Peak Detection
The detection module identifies peaks in processed spectra, computes areas by integration, and aligns peaks across multiple samples.
Quick Example
from mioXpektron import detect_peaks_with_area
peaks_df = detect_peaks_with_area(
mz_values=mz,
intensities=corrected,
sample_name="sample_01",
group="control",
min_snr=3.0,
noise_model="mz_binned",
)
Detection Algorithms
Local Maximum Detection
The default method. Finds peaks as local maxima above a noise-based threshold:
from mioXpektron import detect_peaks_with_area, detect_peaks_with_area_v2
# Standard version
peaks = detect_peaks_with_area(
mz_values=mz,
intensities=corrected,
sample_name="sample_01",
group="control",
min_snr=3.0,
)
# Enhanced version with additional peak properties
peaks = detect_peaks_with_area_v2(
mz_values=mz,
intensities=corrected,
sample_name="sample_01",
group="control",
min_snr=3.0,
noise_model="mz_binned",
noise_bins=20,
)
CWT-Based Detection
Uses the Continuous Wavelet Transform for multi-scale peak detection, which is more robust to varying peak widths:
from mioXpektron import detect_peaks_cwt_with_area
peaks = detect_peaks_cwt_with_area(
mz_values=mz,
intensities=corrected,
sample_name="sample_01",
group="control",
min_snr=3.0,
)
Noise Estimation
Robust noise estimation using the Median Absolute Deviation (MAD) approach, which excludes peak regions for accurate background noise measurement:
from mioXpektron import robust_noise_estimation
median_noise, std_noise = robust_noise_estimation(corrected)

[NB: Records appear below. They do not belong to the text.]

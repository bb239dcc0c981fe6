use analytics::{
    AnalyticsEngine, AnalyticsReport, CustomerCohortClassifier, DailyStats, PeriodComparator,
};
use chrono::{DateTime, Duration, NaiveDate, Utc};
use configuration::AnalyticsConfig;
use core_types::{CoreError, Granularity, Period};
use database::OrderStore;
use serde::Deserialize;
use std::collections::HashSet;

pub mod error;

pub use error::AnalyzerError;

/// The report request as received from a caller, before validation.
#[derive(Debug, Clone, Deserialize)]
pub struct ReportRequest {
    pub start: DateTime<Utc>,
    pub end: DateTime<Utc>,
    /// One of "hour", "day", "month". Defaults to "day".
    #[serde(default, alias = "group_by")]
    pub granularity: Option<String>,
}

impl ReportRequest {
    /// Checks the period and granularity against the configured limits.
    pub fn validate(&self, config: &AnalyticsConfig) -> Result<(Period, Granularity), CoreError> {
        let granularity = match &self.granularity {
            Some(raw) => raw.parse::<Granularity>()?,
            None => Granularity::default(),
        };
        let period = Period::new(self.start, self.end)?;
        // A limit too large for a `Duration` cannot be exceeded by any real period.
        let too_long = Duration::try_days(config.max_period_days)
            .is_some_and(|limit| period.duration() > limit);
        if too_long {
            return Err(CoreError::validation(
                "period",
                format!("may span at most {} days", config.max_period_days),
            ));
        }
        Ok((period, granularity))
    }
}

/// Gathers everything a report needs from the store and hands it to the engine.
#[derive(Debug, Clone, Default)]
pub struct ReportAnalyzer {
    engine: AnalyticsEngine,
}

impl ReportAnalyzer {
    pub fn new(config: AnalyticsConfig) -> Self {
        Self {
            engine: AnalyticsEngine::new(config),
        }
    }

    /// Validates, fetches and builds the full analytics report.
    pub async fn run(
        &self,
        store: &dyn OrderStore,
        request: &ReportRequest,
    ) -> Result<AnalyticsReport, AnalyzerError> {
        // 1. Validate
        let (period, granularity) = request.validate(self.engine.config())?;

        // 2. Fetch the working set
        let orders = store.fetch_orders(period.start, period.end).await?;

        // 3. Fetch the comparison baseline and the cohort answer
        let previous = PeriodComparator::previous_period(&period)?;
        let customers = CustomerCohortClassifier::distinct_customers(&orders);
        let (previous_count, with_prior_orders) = tokio::try_join!(
            store.fetch_order_count(previous.start, previous.end),
            async {
                if customers.is_empty() {
                    Ok(HashSet::new())
                } else {
                    store
                        .fetch_customers_with_prior_orders(&customers, period.start)
                        .await
                }
            },
        )?;

        // 4. Aggregate
        let report = self.engine.build_report(
            period,
            granularity,
            &orders,
            previous_count,
            &with_prior_orders,
        )?;

        tracing::info!(
            start = %period.start,
            end = %period.end,
            %granularity,
            orders = report.summary.total_orders,
            "Analytics report generated."
        );
        Ok(report)
    }

    /// Today's admin dashboard figures for `date` (UTC).
    pub async fn daily_stats(
        &self,
        store: &dyn OrderStore,
        date: NaiveDate,
    ) -> Result<DailyStats, AnalyzerError> {
        let day = Period::day(date)?;
        let orders = store.fetch_orders(day.start, day.end).await?;
        Ok(self.engine.daily_stats(date, &orders))
    }
}
impl AnalyticsEngine {
    pub fn new(config: AnalyticsConfig) -> Self {
        Self { config }
    }

    pub fn config(&self) -> &AnalyticsConfig {
        &self.config
    }

    /// The main entry point for building a report.
    ///
    /// # Arguments
    ///
    /// * `period` - The half-open window `[start, end)` being reported on.
    /// * `granularity` - Width of the time-series buckets.
    /// * `orders` - The working set: every order with a timestamp inside `period`.
    /// * `previous_period_orders` - Order count of `PeriodComparator::previous_period(period)`.
    /// * `customers_with_prior_orders` - Customers of the working set with an order before `period.start`.
    pub fn build_report(
        &self,
        period: Period,
        granularity: Granularity,
        orders: &[Order],
        previous_period_orders: u64,
        customers_with_prior_orders: &HashSet<Uuid>,
    ) -> Result<AnalyticsReport, AnalyticsError> {
        // Revenue-bearing subset, subject to the cancelled-order policy.
        let counted: Vec<&Order> = orders
            .iter()
            .filter(|o| self.counts_toward_revenue(o))
            .collect();

        let time_series = TimeBucketer::new(granularity).bucketize(&period, counted.iter().copied())?;

        let mut summary = self.summary(&counted);
        summary.previous_period_orders = previous_period_orders;
        summary.change_vs_previous =
            PeriodComparator::change_vs_previous(orders.len() as u64, previous_period_orders);

        let performance = self.performance(orders, &summary);
        let items = self.item_insights(&counted);
        let revenue = self.revenue_insights(&counted, summary.total_revenue);
        let customers = CustomerCohortClassifier::classify(orders, customers_with_prior_orders);

        tracing::debug!(
            orders = orders.len(),
            counted = counted.len(),
            buckets = time_series.len(),
            %granularity,
            "Built analytics report."
        );

        Ok(AnalyticsReport {
            period,
            granularity,
            time_series,
            summary,
            performance,
            items,
            revenue,
            customers,
        })
    }

    /// Admin dashboard figures for one day. Cancelled orders are always excluded
    /// here, whatever the analytics policy says.
    pub fn daily_stats(&self, date: NaiveDate, orders: &[Order]) -> DailyStats {
        let count = |status: OrderStatus| orders.iter().filter(|o| o.status == status).count() as u64;
        let active = orders.iter().filter(|o| o.status != OrderStatus::Cancelled);

        DailyStats {
            date,
            orders_today: active.clone().count() as u64,
            revenue_today: active.map(|o| o.total_amount).sum(),
            pending_orders: count(OrderStatus::Pending),
            in_preparation_orders: count(OrderStatus::InPreparation),
            ready_orders: count(OrderStatus::Ready),
        }
    }

    fn counts_toward_revenue(&self, order: &Order) -> bool {
        match self.config.cancelled_orders {
            CancelledOrderPolicy::Include => true,
            CancelledOrderPolicy::Exclude => order.status != OrderStatus::Cancelled,
        }
    }

    fn summary(&self, orders: &[&Order]) -> Summary {
        let total_orders = orders.len() as u64;
        let total_revenue: Decimal = orders.iter().map(|o| o.total_amount).sum();
        let total_items_sold: u64 = orders.iter().map(|o| o.items_count()).sum();

        Summary {
            total_orders,
            total_revenue,
            avg_order_value: ratio(total_revenue, total_orders.into()),
            total_items_sold,
            previous_period_orders: 0,
            change_vs_previous: None,
        }
    }

    /// Status figures use the full working set; the per-order averages reuse the summary.
    fn performance(&self, orders: &[Order], summary: &Summary) -> Performance {
        let by_hour = tally(orders.iter().map(|o| (o.timestamp.hour(), 1u64)));
        let by_weekday = tally(orders.iter().map(|o| (o.timestamp.weekday(), 1u64)));
        let peak_hour = first_max_by_key(&by_hour, |(_, n)| *n);
        let best_day = first_max_by_key(&by_weekday, |(_, n)| *n);

        let status_breakdown: Vec<StatusCount> = OrderStatus::ALL
            .iter()
            .map(|&status| StatusCount {
                status,
                count: orders.iter().filter(|o| o.status == status).count() as u64,
            })
            .collect();
        let count_of = |status: OrderStatus| {
            status_breakdown
                .iter()
                .find(|s| s.status == status)
                .map_or(0, |s| s.count)
        };
        let completed = count_of(OrderStatus::Completed);
        let cancelled = count_of(OrderStatus::Cancelled);

        let completion_rate = if completed + cancelled == 0 {
            Decimal::ONE_HUNDRED
        } else {
            share(completed.into(), (completed + cancelled).into())
        };

        Performance {
            peak_hour: peak_hour.map(|(h, _)| *h),
            peak_hour_orders: peak_hour.map_or(0, |(_, n)| *n),
            best_day_of_week: best_day.map(|(d, _)| weekday_name(*d).to_string()),
            best_day_avg_orders: best_day.map_or(0, |(_, n)| *n),
            completed_orders: completed,
            cancelled_orders: cancelled,
            completion_rate,
            avg_items_per_order: ratio(summary.total_items_sold.into(), summary.total_orders.into()),
            status_breakdown,
        }
    }

    fn item_insights(&self, orders: &[&Order]) -> ItemInsights {
        let all = item_stats(orders.iter().copied());
        let morning = item_stats(
            orders
                .iter()
                .copied()
                .filter(|o| MORNING_HOURS.contains(&o.timestamp.hour())),
        );
        let evening = item_stats(
            orders
                .iter()
                .copied()
                .filter(|o| EVENING_HOURS.contains(&o.timestamp.hour())),
        );

        ItemInsights {
            most_sold: first_max_by_key(&all, |s| s.quantity).cloned(),
            least_sold: first_min_by_key(&all, |s| s.quantity).cloned(),
            morning_bestseller: first_max_by_key(&morning, |s| s.quantity).cloned(),
            evening_bestseller: first_max_by_key(&evening, |s| s.quantity).cloned(),
        }
    }

    fn revenue_insights(&self, orders: &[&Order], total_revenue: Decimal) -> RevenueInsights {
        let mut revenue_by_hour: Vec<HourlyRevenue> = (0..24)
            .map(|hour| HourlyRevenue {
                hour,
                order_count: 0,
                revenue: Decimal::ZERO,
            })
            .collect();
        for order in orders {
            let slot = &mut revenue_by_hour[order.timestamp.hour() as usize];
            slot.order_count += 1;
            slot.revenue += order.total_amount;
        }

        let mut top_items_by_revenue = item_stats(orders.iter().copied());
        top_items_by_revenue.sort_by(|a, b| b.revenue.cmp(&a.revenue));
        top_items_by_revenue.truncate(self.config.top_items_limit);

        RevenueInsights {
            revenue_by_hour,
            top_items_by_revenue,
            category_breakdown: self.category_breakdown(orders, total_revenue),
        }
    }

    fn category_breakdown(&self, orders: &[&Order], total_revenue: Decimal) -> Vec<CategoryRevenue> {
        if total_revenue.is_zero() {
            return Vec::new();
        }

        let by_category = tally(
            orders
                .iter()
                .flat_map(|o| o.lines.iter())
                .map(|line| (self.category_of(line).to_string(), line.line_total())),
        );

        let mut breakdown: Vec<CategoryRevenue> = by_category
            .into_iter()
            .map(|(category, revenue)| CategoryRevenue {
                category,
                revenue,
                percentage: share(revenue, total_revenue),
            })
            .collect();
        breakdown.sort_by(|a, b| b.revenue.cmp(&a.revenue));
        breakdown
    }

    fn category_of<'a>(&'a self, line: &'a OrderLine) -> &'a str {
        line.menu_item
            .as_ref()
            .and_then(|item| item.category.as_deref())
            .filter(|c| !c.trim().is_empty())
            .unwrap_or(self.config.fallback_category.as_str())
    }
}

The default global thresholding path uses a Gaussian-equivalent MAD estimate on positive intensities after masking the measured width of detected peaks plus an additional point margin. This is a robust heuristic for thresholding, not a full physical Poisson detector model.
For spectra whose background varies across the mass range, the detection entry
points also support noise_model="mz_binned". This estimates local
background statistics in m/z bins and interpolates them back to a per-point
threshold profile:
peaks = detect_peaks_with_area_v2(
mz_values=mz,
intensities=corrected,
sample_name="sample_01",
group="control",
noise_model="mz_binned",
noise_bins=20,
noise_min_points=25,
)
Available noise models:
"global": one threshold for the full spectrum"mz_binned": interpolated m/z-dependent thresholds
For spectra with strong mass-dependent background changes, "mz_binned" is
the preferred choice. The global model remains useful as a fast default, but
its SNR interpretation should be treated as heuristic.
Area Integration
Peak areas are computed from peak widths and corrected baselines. The current integration path:
handles empty or invalid background regions defensively
integrates on the true floating peak boundaries
reports the area definition and integration method in the output table
Batch Peak Collection
collect_peak_properties_batch() runs the full preprocessing and peak
collection workflow across many spectra and forwards the detector-specific
options consistently:
peaks_df = collect_peak_properties_batch(
files=file_list,
method="Gaussian",
min_intensity=5,
min_snr=3.0,
noise_model="mz_binned",
noise_bins=20,
)
For analytic fit methods that enable overlapping-peak deconvolution, the current implementation now uses a conservative two-stage acceptance rule:
nearby peaks must overlap on an adaptive width-based spacing criterion
the two-Gaussian fit must improve BIC over a single-Gaussian window fit by at least
deconvolution_min_bic_delta(default10)
Component widths are also checked against the configured peak-width bounds before the deconvoluted peaks are accepted.
Cross-Sample Alignment
Align peaks across multiple samples by m/z tolerance:
from mioXpektron import align_peaks, PeakAlignIntensityArea
# Align peak lists from multiple samples
aligned = align_peaks(peak_list, mz_tolerance=0.2)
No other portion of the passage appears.